*** Opening of Records provided ***

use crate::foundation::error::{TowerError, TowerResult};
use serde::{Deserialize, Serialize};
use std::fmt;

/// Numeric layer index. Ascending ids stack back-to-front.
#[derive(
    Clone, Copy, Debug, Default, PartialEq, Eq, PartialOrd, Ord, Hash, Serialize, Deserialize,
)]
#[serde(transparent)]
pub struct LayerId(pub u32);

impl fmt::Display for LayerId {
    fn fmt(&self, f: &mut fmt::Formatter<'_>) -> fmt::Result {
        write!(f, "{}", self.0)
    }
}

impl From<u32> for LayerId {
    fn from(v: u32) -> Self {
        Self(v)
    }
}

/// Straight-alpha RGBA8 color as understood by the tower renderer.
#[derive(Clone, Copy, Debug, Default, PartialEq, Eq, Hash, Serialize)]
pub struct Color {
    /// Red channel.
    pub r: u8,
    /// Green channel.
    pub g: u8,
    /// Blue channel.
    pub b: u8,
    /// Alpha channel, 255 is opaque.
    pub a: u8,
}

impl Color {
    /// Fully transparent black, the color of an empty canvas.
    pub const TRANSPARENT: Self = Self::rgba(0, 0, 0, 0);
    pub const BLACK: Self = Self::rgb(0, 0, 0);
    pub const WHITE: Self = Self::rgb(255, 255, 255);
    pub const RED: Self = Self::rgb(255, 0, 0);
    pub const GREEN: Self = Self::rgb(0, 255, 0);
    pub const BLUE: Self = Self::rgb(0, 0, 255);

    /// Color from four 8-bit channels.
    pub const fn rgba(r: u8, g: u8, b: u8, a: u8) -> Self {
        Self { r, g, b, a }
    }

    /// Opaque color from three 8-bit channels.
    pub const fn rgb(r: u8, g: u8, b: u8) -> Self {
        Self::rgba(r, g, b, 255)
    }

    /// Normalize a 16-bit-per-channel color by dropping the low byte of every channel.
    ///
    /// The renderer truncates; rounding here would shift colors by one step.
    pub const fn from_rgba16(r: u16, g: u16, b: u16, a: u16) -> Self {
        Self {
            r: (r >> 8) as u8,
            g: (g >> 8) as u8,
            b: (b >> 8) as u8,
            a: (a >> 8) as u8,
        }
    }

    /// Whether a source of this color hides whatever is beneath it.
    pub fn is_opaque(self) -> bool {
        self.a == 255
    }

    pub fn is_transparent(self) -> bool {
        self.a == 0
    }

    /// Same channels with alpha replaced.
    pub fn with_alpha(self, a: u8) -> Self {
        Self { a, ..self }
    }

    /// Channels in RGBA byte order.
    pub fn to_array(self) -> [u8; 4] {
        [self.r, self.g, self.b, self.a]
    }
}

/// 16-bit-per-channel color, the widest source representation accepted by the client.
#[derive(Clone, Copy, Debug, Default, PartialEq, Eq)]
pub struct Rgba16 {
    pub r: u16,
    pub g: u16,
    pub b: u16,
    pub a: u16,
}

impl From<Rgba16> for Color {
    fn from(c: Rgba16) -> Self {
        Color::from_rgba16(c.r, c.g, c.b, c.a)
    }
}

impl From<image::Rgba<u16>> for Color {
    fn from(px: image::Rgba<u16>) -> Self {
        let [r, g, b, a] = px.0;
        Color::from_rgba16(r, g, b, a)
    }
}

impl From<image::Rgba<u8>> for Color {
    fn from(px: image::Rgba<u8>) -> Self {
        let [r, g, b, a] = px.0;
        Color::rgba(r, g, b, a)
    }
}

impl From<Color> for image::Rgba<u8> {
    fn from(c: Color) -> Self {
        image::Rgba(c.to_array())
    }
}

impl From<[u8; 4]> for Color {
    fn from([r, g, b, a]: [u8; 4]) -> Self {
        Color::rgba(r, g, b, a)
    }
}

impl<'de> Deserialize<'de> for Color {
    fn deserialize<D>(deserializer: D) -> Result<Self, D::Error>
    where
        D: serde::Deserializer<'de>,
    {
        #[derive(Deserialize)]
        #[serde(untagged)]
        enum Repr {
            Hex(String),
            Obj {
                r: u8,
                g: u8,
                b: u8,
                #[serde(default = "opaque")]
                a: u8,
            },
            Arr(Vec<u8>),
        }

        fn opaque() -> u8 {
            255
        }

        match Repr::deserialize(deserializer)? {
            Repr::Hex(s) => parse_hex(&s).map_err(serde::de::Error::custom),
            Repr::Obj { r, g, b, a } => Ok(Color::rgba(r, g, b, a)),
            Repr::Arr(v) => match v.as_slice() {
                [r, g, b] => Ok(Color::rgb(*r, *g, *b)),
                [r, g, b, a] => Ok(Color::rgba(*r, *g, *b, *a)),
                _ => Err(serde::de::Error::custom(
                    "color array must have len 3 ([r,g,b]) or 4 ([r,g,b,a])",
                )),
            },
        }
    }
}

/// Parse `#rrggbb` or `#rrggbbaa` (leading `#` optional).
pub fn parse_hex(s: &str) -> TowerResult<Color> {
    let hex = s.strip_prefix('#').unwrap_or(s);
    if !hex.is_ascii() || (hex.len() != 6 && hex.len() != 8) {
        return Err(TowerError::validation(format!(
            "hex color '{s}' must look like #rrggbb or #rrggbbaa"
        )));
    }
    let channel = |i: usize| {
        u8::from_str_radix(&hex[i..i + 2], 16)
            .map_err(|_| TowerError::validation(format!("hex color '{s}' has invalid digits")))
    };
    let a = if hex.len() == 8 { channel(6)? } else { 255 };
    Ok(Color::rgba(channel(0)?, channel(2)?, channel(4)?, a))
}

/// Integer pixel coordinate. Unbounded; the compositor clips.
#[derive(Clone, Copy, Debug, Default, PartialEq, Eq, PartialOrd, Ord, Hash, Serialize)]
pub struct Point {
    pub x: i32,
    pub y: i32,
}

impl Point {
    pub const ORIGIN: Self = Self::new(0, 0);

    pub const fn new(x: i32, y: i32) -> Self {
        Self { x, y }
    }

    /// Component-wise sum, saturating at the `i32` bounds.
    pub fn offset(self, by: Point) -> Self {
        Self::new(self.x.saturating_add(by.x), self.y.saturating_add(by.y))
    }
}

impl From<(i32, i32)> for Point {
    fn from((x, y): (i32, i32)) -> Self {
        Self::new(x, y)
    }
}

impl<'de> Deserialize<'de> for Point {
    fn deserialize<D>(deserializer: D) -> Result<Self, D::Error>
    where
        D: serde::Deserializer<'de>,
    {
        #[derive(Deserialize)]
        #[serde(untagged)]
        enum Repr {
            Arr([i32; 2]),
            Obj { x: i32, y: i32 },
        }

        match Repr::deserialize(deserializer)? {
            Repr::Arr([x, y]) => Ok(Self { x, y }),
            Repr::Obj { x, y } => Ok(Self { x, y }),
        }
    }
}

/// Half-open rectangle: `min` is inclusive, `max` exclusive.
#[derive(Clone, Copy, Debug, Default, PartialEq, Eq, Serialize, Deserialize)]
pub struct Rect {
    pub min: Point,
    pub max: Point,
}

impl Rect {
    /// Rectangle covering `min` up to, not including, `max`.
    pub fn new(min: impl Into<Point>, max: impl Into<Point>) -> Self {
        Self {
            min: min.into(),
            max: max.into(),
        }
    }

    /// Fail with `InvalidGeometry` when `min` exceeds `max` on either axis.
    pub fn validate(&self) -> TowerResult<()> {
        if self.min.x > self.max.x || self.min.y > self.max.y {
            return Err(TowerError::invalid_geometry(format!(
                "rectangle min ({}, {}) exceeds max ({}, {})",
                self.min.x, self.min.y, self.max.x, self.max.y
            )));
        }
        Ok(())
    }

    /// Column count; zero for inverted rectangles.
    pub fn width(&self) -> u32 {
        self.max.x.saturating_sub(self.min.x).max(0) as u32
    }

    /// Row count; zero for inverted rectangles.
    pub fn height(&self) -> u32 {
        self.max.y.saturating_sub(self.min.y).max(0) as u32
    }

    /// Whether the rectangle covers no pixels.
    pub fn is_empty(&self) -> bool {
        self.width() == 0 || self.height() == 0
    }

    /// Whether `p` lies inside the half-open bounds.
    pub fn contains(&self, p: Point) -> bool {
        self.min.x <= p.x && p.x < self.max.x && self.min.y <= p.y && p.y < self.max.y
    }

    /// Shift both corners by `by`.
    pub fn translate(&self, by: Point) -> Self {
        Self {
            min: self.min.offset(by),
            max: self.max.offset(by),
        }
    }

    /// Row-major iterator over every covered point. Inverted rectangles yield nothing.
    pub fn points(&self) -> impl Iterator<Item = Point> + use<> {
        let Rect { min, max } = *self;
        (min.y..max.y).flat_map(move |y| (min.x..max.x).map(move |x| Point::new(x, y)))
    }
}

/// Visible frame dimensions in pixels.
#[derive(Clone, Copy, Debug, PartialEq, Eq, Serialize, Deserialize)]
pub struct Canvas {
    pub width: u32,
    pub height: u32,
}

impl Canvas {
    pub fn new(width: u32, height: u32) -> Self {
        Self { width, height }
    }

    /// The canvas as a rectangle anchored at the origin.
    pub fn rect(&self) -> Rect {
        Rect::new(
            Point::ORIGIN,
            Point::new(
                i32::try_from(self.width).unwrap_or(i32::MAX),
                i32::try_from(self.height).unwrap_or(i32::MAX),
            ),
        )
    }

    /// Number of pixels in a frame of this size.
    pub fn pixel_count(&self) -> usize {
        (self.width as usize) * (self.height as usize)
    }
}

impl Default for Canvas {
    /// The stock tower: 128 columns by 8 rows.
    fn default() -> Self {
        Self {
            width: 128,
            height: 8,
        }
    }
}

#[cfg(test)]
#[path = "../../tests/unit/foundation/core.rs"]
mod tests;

*** Close of Records provided ***

-- What is required --
Reproduce exactly the lines from the beginning of the entries above up to and including the line that contains "four 8-bit channels.".

-- Answer to the exercise --
use crate::foundation::error::{TowerError, TowerResult};
use serde::{Deserialize, Serialize};
use std::fmt;

/// Numeric layer index. Ascending ids stack back-to-front.
#[derive(
    Clone, Copy, Debug, Default, PartialEq, Eq, PartialOrd, Ord, Hash, Serialize, Deserialize,
)]
#[serde(transparent)]
pub struct LayerId(pub u32);

impl fmt::Display for LayerId {
    fn fmt(&self, f: &mut fmt::Formatter<'_>) -> fmt::Result {
        write!(f, "{}", self.0)
    }
}

impl From<u32> for LayerId {
    fn from(v: u32) -> Self {
        Self(v)
    }
}

/// Straight-alpha RGBA8 color as understood by the tower renderer.
#[derive(Clone, Copy, Debug, Default, PartialEq, Eq, Hash, Serialize)]
pub struct Color {
    /// Red channel.
    pub r: u8,
    /// Green channel.
    pub g: u8,
    /// Blue channel.
    pub b: u8,
    /// Alpha channel, 255 is opaque.
    pub a: u8,
}

impl Color {
    /// Fully transparent black, the color of an empty canvas.
    pub const TRANSPARENT: Self = Self::rgba(0, 0, 0, 0);
    pub const BLACK: Self = Self::rgb(0, 0, 0);
    pub const WHITE: Self = Self::rgb(255, 255, 255);
    pub const RED: Self = Self::rgb(255, 0, 0);
    pub const GREEN: Self = Self::rgb(0, 255, 0);
    pub const BLUE: Self = Self::rgb(0, 0, 255);

    /// Color from four 8-bit channels.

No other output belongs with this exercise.